• [Exercise]: From the data below, set down exactly the lines between the one holding "index from a" and the one holding "pub trait TabularClassifier: Send", inclusive, and no others.
────
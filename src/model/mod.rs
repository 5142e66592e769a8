//! Model module: classifier seams and the ONNX-backed implementations
//!
//! Artifacts are opaque pre-trained graphs. The services only ever talk to
//! them through the two traits below, so anything that can produce a class
//! index from a feature row, or a probability vector from an image tensor,
//! can stand in for an artifact (tests use small in-memory classifiers).

pub mod onnx;

pub use onnx::{OnnxImageModel, OnnxTabularModel};

use crate::utils::error::{AgriError, Result};

/// Input shape expected by the disease image models: NHWC with batch 1
pub const IMAGE_INPUT_SHAPE: [usize; 4] = [1, 224, 224, 3];

/// A classifier over a single tabular row
pub trait TabularClassifier: Send + Sync {
    /// Human-readable name, usually the artifact file name
    fn name(&self) -> &str;

    /// Predict one integer class for a row of features
    fn predict(&self, features: &[f32]) -> Result<i64>;
}

/// A classifier over a preprocessed image batch
pub trait ImageClassifier: Send + Sync {
    /// Human-readable name, usually the artifact file name
    fn name(&self) -> &str;

    /// Raw output probability vector for the (single-image) batch
    fn predict(&self, input: &ImageTensor) -> Result<Vec<f32>>;
}

/// A dense f32 image batch in NHWC layout
#[derive(Debug, Clone, PartialEq)]
pub struct ImageTensor {
    shape: [usize; 4],
    data: Vec<f32>,
}

impl ImageTensor {
    /// Wrap raw NHWC data, checking that it fills the shape exactly
    pub fn new(shape: [usize; 4], data: Vec<f32>) -> Result<Self> {
        let expected: usize = shape.iter().product();
        if data.len() != expected {
            return Err(AgriError::InvalidInput(format!(
                "tensor data has {} values, shape {:?} needs {}",
                data.len(),
                shape,
                expected
            )));
        }
        Ok(Self { shape, data })
    }

    pub fn shape(&self) -> [usize; 4] {
        self.shape
    }

    pub fn data(&self) -> &[f32] {
        &self.data
    }
}

#[cfg(test)]
mod tests {
    use super::*;

    #[test]
    fn test_image_tensor_shape_check() {
        assert!(ImageTensor::new([1, 2, 2, 3], vec![0.0; 12]).is_ok());
        assert!(matches!(
            ImageTensor::new([1, 2, 2, 3], vec![0.0; 11]),
            Err(AgriError::InvalidInput(_))
        ));
    }
}
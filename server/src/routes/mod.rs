//! API route handlers

pub mod crop;
pub mod disease;
pub mod health;

use axum::http::StatusCode;
use axum::response::{IntoResponse, Response};
use axum::Json;
use serde_json::json;
use tracing::{error, warn};

use agri_inference::AgriError;

/// Error returned by every handler, rendered as `{"error": "..."}`
#[derive(Debug)]
pub struct ApiError {
    pub status: StatusCode,
    pub message: String,
}

impl ApiError {
    pub fn bad_request(message: impl Into<String>) -> Self {
        Self {
            status: StatusCode::BAD_REQUEST,
            message: message.into(),
        }
    }

    pub fn internal(message: impl Into<String>) -> Self {
        Self {
            status: StatusCode::INTERNAL_SERVER_ERROR,
            message: message.into(),
        }
    }
}

impl From<AgriError> for ApiError {
    fn from(err: AgriError) -> Self {
        if err.is_client_error() {
            warn!("Rejected request: {}", err);
            Self::bad_request(err.to_string())
        } else {
            error!("Request failed: {}", err);
            Self::internal(err.to_string())
        }
    }
}

impl IntoResponse for ApiError {
    fn into_response(self) -> Response {
        (self.status, Json(json!({ "error": self.message }))).into_response()
    }
}

/// Run CPU-bound inference off the async workers
///
/// A panic inside `f` surfaces as a 500 instead of tearing down the connection.
pub async fn run_blocking<T, F>(f: F) -> Result<T, ApiError>
where
    F: FnOnce() -> agri_inference::Result<T> + Send + 'static,
    T: Send + 'static,
{
    match tokio::task::spawn_blocking(f).await {
        Ok(result) => result.map_err(ApiError::from),
        Err(e) => {
            error!("Inference task failed: {}", e);
            Err(ApiError::internal(format!("Inference task failed: {}", e)))
        }
    }
}
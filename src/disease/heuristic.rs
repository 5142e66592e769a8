//! Color heuristic used when no disease model is available.
//!
//! The image is reduced to its per-channel mean intensities and classified
//! by a fixed, ordered rule list; the first rule that matches wins:
//!
//! 1. green dominance (`G - max(R, B) >= 20`) → Healthy
//! 2. red and green high, blue low (`R > 120, G > 120, B < 100`) → Yellow
//! 3. red dominance (`R - max(G, B) >= 20`) → RedRot
//! 4. brownish (`R > G > B`) with `60 < brightness < 180` → Rust
//! 5. anything else → Mosaic
//!
//! The thresholds are part of the contract and are not configurable.

use std::path::Path;

use image::{imageops::FilterType, DynamicImage};
use serde::Serialize;
use tracing::debug;

use super::DiseaseClass;

/// Side of the square grid the image is reduced to before averaging
pub const HEURISTIC_GRID: u32 = 128;

const DOMINANCE_MARGIN: f64 = 20.0;
const YELLOW_MIN_RG: f64 = 120.0;
const YELLOW_MAX_B: f64 = 100.0;
const RUST_MIN_BRIGHTNESS: f64 = 60.0;
const RUST_MAX_BRIGHTNESS: f64 = 180.0;

/// Mean intensity of each RGB channel, each in `[0, 255]`
#[derive(Debug, Clone, Copy, PartialEq, Serialize)]
pub struct ChannelMeans {
    pub red: f64,
    pub green: f64,
    pub blue: f64,
}

impl ChannelMeans {
    pub fn new(red: f64, green: f64, blue: f64) -> Self {
        Self { red, green, blue }
    }

    /// Compute the means of an image after converting it to RGB and
    /// resizing it to the heuristic grid
    pub fn of_image(image: &DynamicImage) -> Self {
        let rgb = image
            .resize_exact(HEURISTIC_GRID, HEURISTIC_GRID, FilterType::CatmullRom)
            .to_rgb8();

        let mut sums = [0.0f64; 3];
        for pixel in rgb.pixels() {
            for (sum, &value) in sums.iter_mut().zip(pixel.0.iter()) {
                *sum += value as f64;
            }
        }

        let count = (rgb.width() as f64 * rgb.height() as f64).max(1.0);
        Self::new(sums[0] / count, sums[1] / count, sums[2] / count)
    }

    pub fn brightness(&self) -> f64 {
        (self.red + self.green + self.blue) / 3.0
    }
}

/// Apply the ordered rule list to a mean triple
pub fn classify_means(means: &ChannelMeans) -> DiseaseClass {
    let ChannelMeans { red, green, blue } = *means;
    let brightness = means.brightness();

    if green - red.max(blue) >= DOMINANCE_MARGIN {
        return DiseaseClass::Healthy;
    }

    if red > YELLOW_MIN_RG && green > YELLOW_MIN_RG && blue < YELLOW_MAX_B {
        return DiseaseClass::Yellow;
    }

    if red - green.max(blue) >= DOMINANCE_MARGIN {
        return DiseaseClass::RedRot;
    }

    if red > green
        && green > blue
        && brightness > RUST_MIN_BRIGHTNESS
        && brightness < RUST_MAX_BRIGHTNESS
    {
        return DiseaseClass::Rust;
    }

    DiseaseClass::Mosaic
}

/// Classify an already-decoded image
pub fn classify_image(image: &DynamicImage) -> DiseaseClass {
    let means = ChannelMeans::of_image(image);
    let class = classify_means(&means);
    debug!(
        "Heuristic means r={:.1} g={:.1} b={:.1} -> {}",
        means.red, means.green, means.blue, class
    );
    class
}

/// Classify encoded image bytes; undecodable input is Healthy
pub fn classify_bytes(bytes: &[u8]) -> DiseaseClass {
    match image::load_from_memory(bytes) {
        Ok(image) => classify_image(&image),
        Err(e) => {
            debug!("Heuristic could not decode upload ({}), defaulting to Healthy", e);
            DiseaseClass::Healthy
        }
    }
}

/// Classify an image file; an unreadable file is Healthy
pub fn heuristic_predict(path: &Path) -> DiseaseClass {
    match image::open(path) {
        Ok(image) => classify_image(&image),
        Err(e) => {
            debug!("Heuristic could not read {:?} ({}), defaulting to Healthy", path, e);
            DiseaseClass::Healthy
        }
    }
}
//! HTTP services for crop recommendation and sugarcane disease prediction
//!
//! Each service is its own binary; the routers live here so they can be
//! exercised without binding a socket.

pub mod routes;
pub mod state;

use axum::extract::DefaultBodyLimit;
use axum::{
    routing::{get, post},
    Router,
};
use tower_http::cors::{Any, CorsLayer};
use tower_http::trace::TraceLayer;

use crate::state::{SharedCropState, SharedDiseaseState};

fn cors_layer() -> CorsLayer {
    CorsLayer::new()
        .allow_origin(Any)
        .allow_methods(Any)
        .allow_headers(Any)
}

/// Router for the crop recommendation service
pub fn crop_router(state: SharedCropState) -> Router {
    Router::new()
        .route("/health", get(routes::health::crop_health))
        .route(
            "/crop_recommendation",
            post(routes::crop::crop_recommendation),
        )
        .with_state(state)
        .layer(TraceLayer::new_for_http())
        .layer(cors_layer())
}

/// Router for the sugarcane disease service
pub fn disease_router(state: SharedDiseaseState) -> Router {
    Router::new()
        .route("/health", get(routes::health::disease_health))
        .route("/predict", post(routes::disease::predict))
        .layer(DefaultBodyLimit::max(routes::disease::MAX_UPLOAD_BYTES))
        .with_state(state)
        .layer(TraceLayer::new_for_http())
        .layer(cors_layer())
}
────
• [Result for this exercise]:
//! index from a feature row, or a probability vector from an image tensor,
//! can stand in for an artifact (tests use small in-memory classifiers).

pub mod onnx;

pub use onnx::{OnnxImageModel, OnnxTabularModel};

use crate::utils::error::{AgriError, Result};

/// Input shape expected by the disease image models: NHWC with batch 1
pub const IMAGE_INPUT_SHAPE: [usize; 4] = [1, 224, 224, 3];

/// A classifier over a single tabular row
pub trait TabularClassifier: Send + Sync {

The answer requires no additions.